Les peurs se nourrissent de l’ignorance et des préjugés et elles dégénèrent facilement en conflits. L’éducation est leur antidote. Le Saint-Siège promeut une vision intégrale de l’éducation dans laquelle « la culture religieuse et l’affinement de la conscience progressent du même pas que les connaissances scientifiques et le savoir-faire technique, sans cesse en développement ». [10] Éduquer exige toujours le respect intégral de la personne et de sa physionomie naturelle, en évitant d’imposer une vision nouvelle et confuse de l’être humain. Cela implique d’intégrer les voies de la croissance humaine, spirituelle, intellectuelle et professionnelle, permettant à la personne de se libérer des multiples formes d’esclavage et de s’affirmer dans la société de manière libre et responsable. En ce sens, il est inacceptable qu’une partie de la population puisse être exclue de l’éducation, comme c’est le cas pour les femmes afghanes.
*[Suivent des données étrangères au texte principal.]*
//! Verification policy: validate, delegate, then re-check the distance.

use crate::comparator::{error_chain, CompareError, FaceComparator};
use crate::types::{
    CompareSpec, Comparison, Verification, VerificationRequest, VerificationResult, VerifyStatus,
};

pub const DEFAULT_MODEL: &str = "ArcFace";
pub const DEFAULT_DETECTOR: &str = "scrfd";
/// Cosine-distance threshold applied on top of the comparator's own verdict.
pub const DEFAULT_THRESHOLD: f64 = 0.6;

/// Process-wide verification settings, fixed at startup.
#[derive(Debug, Clone, PartialEq)]
pub struct VerifyConfig {
    pub model: String,
    pub detector: String,
    pub threshold: f64,
}

impl Default for VerifyConfig {
    fn default() -> Self {
        Self {
            model: DEFAULT_MODEL.into(),
            detector: DEFAULT_DETECTOR.into(),
            threshold: DEFAULT_THRESHOLD,
        }
    }
}

impl VerifyConfig {
    /// Comparison settings; detection is always enforced.
    pub fn compare_spec(&self) -> CompareSpec<'_> {
        CompareSpec {
            model: &self.model,
            detector: &self.detector,
            enforce_detection: true,
        }
    }
}

/// Run one verification request end to end.
///
/// Missing images are rejected before the comparator is touched. Comparator
/// faults are logged in full and reduced to their summary for the caller.
pub fn verify<C: FaceComparator + ?Sized>(
    comparator: &mut C,
    config: &VerifyConfig,
    request: &VerificationRequest,
) -> Verification {
    let (img1, img2) = match require_images(request) {
        Ok(images) => images,
        Err(rejected) => return rejected,
    };
    conclude(comparator.compare(img1, img2, &config.compare_spec()), config)
}

/// Validation step of [`verify`]: both payloads, or the 400 outcome.
///
/// Callers that reach their comparator asynchronously run this first and
/// finish with [`conclude`].
pub fn require_images(request: &VerificationRequest) -> Result<(&str, &str), Verification> {
    request.images().ok_or_else(|| {
        tracing::info!("verification rejected: missing images");
        Verification::missing_images()
    })
}

/// Final step of [`verify`]: threshold a verdict, or reduce a fault to its summary.
pub fn conclude(outcome: Result<Comparison, CompareError>, config: &VerifyConfig) -> Verification {
    match outcome {
        Ok(comparison) => decide(comparison, config),
        Err(err) => fault(&err),
    }
}

/// Apply the service threshold to a comparator verdict.
///
/// Both the comparator's `matched` flag and `distance <= threshold` must
/// hold; neither is sufficient alone.
pub fn decide(comparison: Comparison, config: &VerifyConfig) -> Verification {
    let Comparison { matched, distance } = comparison;
    let within_threshold = distance <= config.threshold;

    tracing::info!(
        matched,
        distance,
        threshold = config.threshold,
        verified = matched && within_threshold,
        "verification decided"
    );

    if matched && within_threshold {
        Verification {
            status: VerifyStatus::Ok,
            result: VerificationResult::Verified {
                distance,
                threshold: config.threshold,
                model: config.model.clone(),
            },
        }
    } else {
        Verification {
            status: VerifyStatus::Unauthorized,
            result: VerificationResult::Mismatch {
                distance: distance.is_finite().then_some(distance),
                threshold: config.threshold,
            },
        }
    }
}

fn fault(err: &CompareError) -> Verification {
    tracing::error!(error = %error_chain(err), "verification failed");
    Verification::fault(err.to_string())
}

#[cfg(test)]
mod tests {
    use super::*;
    use crate::comparator::UnavailableComparator;
    use crate::image_input::DecodeError;
    use crate::types::MISSING_IMAGES;

    /// Returns a fixed outcome and counts calls.
    struct MockComparator {
        outcome: Option<Comparison>,
        calls: usize,
        last_spec: Option<(String, String, bool)>,
    }

    impl MockComparator {
        fn returning(matched: bool, distance: f64) -> Self {
            Self {
                outcome: Some(Comparison { matched, distance }),
                calls: 0,
                last_spec: None,
            }
        }

        fn failing() -> Self {
            Self {
                outcome: None,
                calls: 0,
                last_spec: None,
            }
        }
    }

    impl FaceComparator for MockComparator {
        fn compare(
            &mut self,
            _img1: &str,
            _img2: &str,
            spec: &CompareSpec<'_>,
        ) -> Result<Comparison, CompareError> {
            self.calls += 1;
            self.last_spec = Some((
                spec.model.to_string(),
                spec.detector.to_string(),
                spec.enforce_detection,
            ));
            self.outcome.ok_or(CompareError::Decode {
                index: 1,
                source: DecodeError::Empty,
            })
        }
    }

    fn request() -> VerificationRequest {
        VerificationRequest::new("aW1nMQ==", "aW1nMg==")
    }

    #[test]
    fn test_verified_within_threshold() {
        let config = VerifyConfig::default();
        let mut cmp = MockComparator::returning(true, 0.35);
        let v = verify(&mut cmp, &config, &request());

        assert_eq!(v.status, VerifyStatus::Ok);
        assert_eq!(
            v.result,
            VerificationResult::Verified {
                distance: 0.35,
                threshold: 0.6,
                model: "ArcFace".into(),
            }
        );
    }

    #[test]
    fn test_distance_equal_to_threshold_is_verified() {
        let v = decide(
            Comparison { matched: true, distance: 0.6 },
            &VerifyConfig::default(),
        );
        assert_eq!(v.status, VerifyStatus::Ok);
    }

    #[test]
    fn test_upstream_match_over_threshold_is_rejected() {
        let config = VerifyConfig::default();
        for distance in [0.6000001, 0.61, 0.68, 1.2] {
            let mut cmp = MockComparator::returning(true, distance);
            let v = verify(&mut cmp, &config, &request());
            assert_eq!(v.status, VerifyStatus::Unauthorized, "distance={distance}");
            assert_eq!(
                v.result,
                VerificationResult::Mismatch {
                    distance: Some(distance),
                    threshold: 0.6,
                }
            );
        }
    }

    #[test]
    fn test_upstream_rejection_wins_even_under_threshold() {
        let mut cmp = MockComparator::returning(false, 0.1);
        let v = verify(&mut cmp, &VerifyConfig::default(), &request());
        assert_eq!(v.status, VerifyStatus::Unauthorized);
        assert!(!v.result.is_verified());
    }

    #[test]
    fn test_non_finite_distance_is_mismatch_without_distance() {
        for distance in [f64::NAN, f64::INFINITY] {
            let v = decide(Comparison { matched: true, distance }, &VerifyConfig::default());
            assert_eq!(v.status, VerifyStatus::Unauthorized);
            assert_eq!(
                v.result,
                VerificationResult::Mismatch { distance: None, threshold: 0.6 }
            );
        }
    }

    #[test]
    fn test_missing_images_never_invoke_comparator() {
        let config = VerifyConfig::default();
        for req in [
            VerificationRequest::default(),
            VerificationRequest { img1: Some("a".into()), img2: None },
            VerificationRequest { img1: None, img2: Some("b".into()) },
            VerificationRequest::new("", "b"),
        ] {
            let mut cmp = MockComparator::returning(true, 0.1);
            let v = verify(&mut cmp, &config, &req);
            assert_eq!(v.status, VerifyStatus::BadRequest);
            assert_eq!(
                v.result,
                VerificationResult::Failed { error: MISSING_IMAGES.into() }
            );
            assert_eq!(cmp.calls, 0);
        }
    }

    #[test]
    fn test_comparator_fault_is_internal_error_with_summary() {
        let mut cmp = MockComparator::failing();
        let v = verify(&mut cmp, &VerifyConfig::default(), &request());
        assert_eq!(v.status, VerifyStatus::InternalError);
        // the decode source detail stays in the logs
        assert_eq!(
            v.result,
            VerificationResult::Failed {
                error: "image 1 is not a valid base64-encoded image".into(),
            }
        );
    }

    #[test]
    fn test_unavailable_model_fails_fast() {
        let mut cmp = UnavailableComparator::new("w600k_r50.onnx not found");
        let v = verify(&mut cmp, &VerifyConfig::default(), &request());
        assert_eq!(v.status, VerifyStatus::InternalError);
        assert_eq!(
            v.result,
            VerificationResult::Failed {
                error: "face model unavailable: w600k_r50.onnx not found".into(),
            }
        );
    }

    #[test]
    fn test_comparator_receives_configured_spec() {
        let config = VerifyConfig {
            model: "ArcFace".into(),
            detector: "SCRFD".into(),
            threshold: 0.4,
        };
        let mut cmp = MockComparator::returning(true, 0.5);
        let v = verify(&mut cmp, &config, &request());

        assert_eq!(cmp.calls, 1);
        assert_eq!(cmp.last_spec, Some(("ArcFace".into(), "SCRFD".into(), true)));
        // 0.5 passes the default threshold but not this one
        assert_eq!(v.status, VerifyStatus::Unauthorized);
    }

    #[test]
    fn test_verify_is_idempotent() {
        let config = VerifyConfig::default();
        let mut cmp = MockComparator::returning(true, 0.2);
        let first = verify(&mut cmp, &config, &request());
        let second = verify(&mut cmp, &config, &request());
        assert_eq!(first, second);
        assert_eq!(cmp.calls, 2);
    }

    #[test]
    fn test_require_images_rejects_missing_payload() {
        let rejected = require_images(&VerificationRequest::default()).unwrap_err();
        assert_eq!(rejected, Verification::missing_images());

        let request = request();
        assert_eq!(require_images(&request), Ok(("aW1nMQ==", "aW1nMg==")));
    }

    #[test]
    fn test_conclude_matches_verify() {
        let config = VerifyConfig::default();
        let mut cmp = MockComparator::returning(true, 0.3);
        let direct = verify(&mut cmp, &config, &request());
        let staged = conclude(Ok(Comparison { matched: true, distance: 0.3 }), &config);
        assert_eq!(direct, staged);

        let aborted = conclude(Err(CompareError::Aborted("boom".into())), &config);
        assert_eq!(aborted.status, VerifyStatus::InternalError);
        assert_eq!(aborted, Verification::fault("comparison aborted"));
    }
}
L’éducation est à la merci d’une crise, exacerbée par les conséquences dévastatrices de la pandémie et par la situation géopolitique inquiétante. En ce sens, le Sommet sur la transformation de l’éducation, convoqué par le Secrétaire général des Nations Unies et qui s’est tenu en septembre dernier à New York, a représenté une occasion unique pour les Gouvernements d’entreprendre des politiques courageuses visant à affronter la « catastrophe éducative » en cours, et de faire des choix concrets pour parvenir à une instruction de qualité pour tous d’ici 2030. Les États doivent avoir le courage d’inverser le rapport déséquilibré et regrettable entre les dépenses publiques d’éducation et les fonds alloués à l’armement !

La paix exige également que la liberté religieuse soit universellement reconnue. Il est inquiétant que des personnes soient persécutées simplement parce qu’elles professent publiquement leur foi, et qu’il existe de nombreux pays où la liberté de religieuse est limitée. Environ un tiers de la population mondiale vit dans cette situation. Outre l’absence de liberté religieuse, il existe également des persécutions pour motifs religieux. Je ne peux manquer de mentionner, comme le montrent certaines statistiques, le fait qu’un chrétien sur sept est persécuté. À cet égard, j’exprime le souhait que le nouvel Envoyé spécial de l’Union Européenne pour la promotion de la liberté de religion ou de conviction en dehors de l’Union Européenne disposera des ressources et des moyens nécessaires pour remplir son mandat comme il convient.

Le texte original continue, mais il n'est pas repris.